Copy out the lines of the material that include the string "long".
*** Opening of Exercise data ***
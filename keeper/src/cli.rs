//! # CLI Interface
//!
//! Command-line argument structure for `reward-keeper`, using `clap`
//! derive. Three subcommands: `run`, `check-config`, and `version`.

use clap::{Parser, Subcommand};
use std::path::PathBuf;

use crate::logging::LogFormat;

/// Reward keeper daemon.
///
/// Accepts collected rewards over HTTP, accumulates them per token and
/// disposition policy, and periodically swaps or forwards the totals.
#[derive(Parser, Debug)]
#[command(
    name = "reward-keeper",
    about = "Accumulates collected rewards and flushes them on a schedule",
    version,
    propagate_version = true
)]
pub struct KeeperCli {
    /// Subcommand to execute.
    #[command(subcommand)]
    pub command: Commands,
}

/// Top-level subcommands.
#[derive(Subcommand, Debug)]
pub enum Commands {
    /// Start the keeper: ingestion API, metrics endpoint, and flush scheduler.
    Run(RunArgs),
    /// Load and validate a configuration file, then print the resolved values.
    CheckConfig(CheckConfigArgs),
    /// Print version information and exit.
    Version,
}

/// Arguments for the `run` subcommand.
#[derive(Parser, Debug)]
pub struct RunArgs {
    /// Path to the keeper configuration file (JSON).
    ///
    /// When omitted, built-in defaults are used.
    #[arg(long, short = 'c', env = "KEEPER_CONFIG")]
    pub config: Option<PathBuf>,

    /// Overrides `api_port` from the config file.
    #[arg(long, env = "KEEPER_API_PORT")]
    pub api_port: Option<u16>,

    /// Overrides `metrics_port` from the config file.
    #[arg(long, env = "KEEPER_METRICS_PORT")]
    pub metrics_port: Option<u16>,

    /// Log output format.
    #[arg(long, value_enum, env = "KEEPER_LOG_FORMAT", default_value = "pretty")]
    pub log_format: LogFormat,
}

/// Arguments for the `check-config` subcommand.
#[derive(Parser, Debug)]
pub struct CheckConfigArgs {
    /// Path to the configuration file to validate.
    #[arg(long, short = 'c', env = "KEEPER_CONFIG")]
    pub config: PathBuf,
}

#[cfg(test)]
mod tests {
    use super::*;
    use clap::CommandFactory;

    #[test]
    fn verify_cli_structure() {
        // Ensures the derive macros produce a valid CLI definition.
        KeeperCli::command().debug_assert();
    }

    #[test]
    fn run_accepts_overrides() {
        let cli = KeeperCli::try_parse_from([
            "reward-keeper",
            "run",
            "--api-port",
            "9000",
            "--log-format",
            "json",
        ])
        .unwrap();
        match cli.command {
            Commands::Run(args) => {
                assert_eq!(args.api_port, Some(9000));
                assert_eq!(args.log_format, LogFormat::Json);
            }
            other => panic!("unexpected command: {:?}", other),
        }
    }
}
*** Close of Exercise data ***
:: Finished exercise ::
    #[arg(long, short = 'c', env = "KEEPER_CONFIG")]
    #[arg(long, env = "KEEPER_API_PORT")]
    #[arg(long, env = "KEEPER_METRICS_PORT")]
    #[arg(long, value_enum, env = "KEEPER_LOG_FORMAT", default_value = "pretty")]
    #[arg(long, short = 'c', env = "KEEPER_CONFIG")]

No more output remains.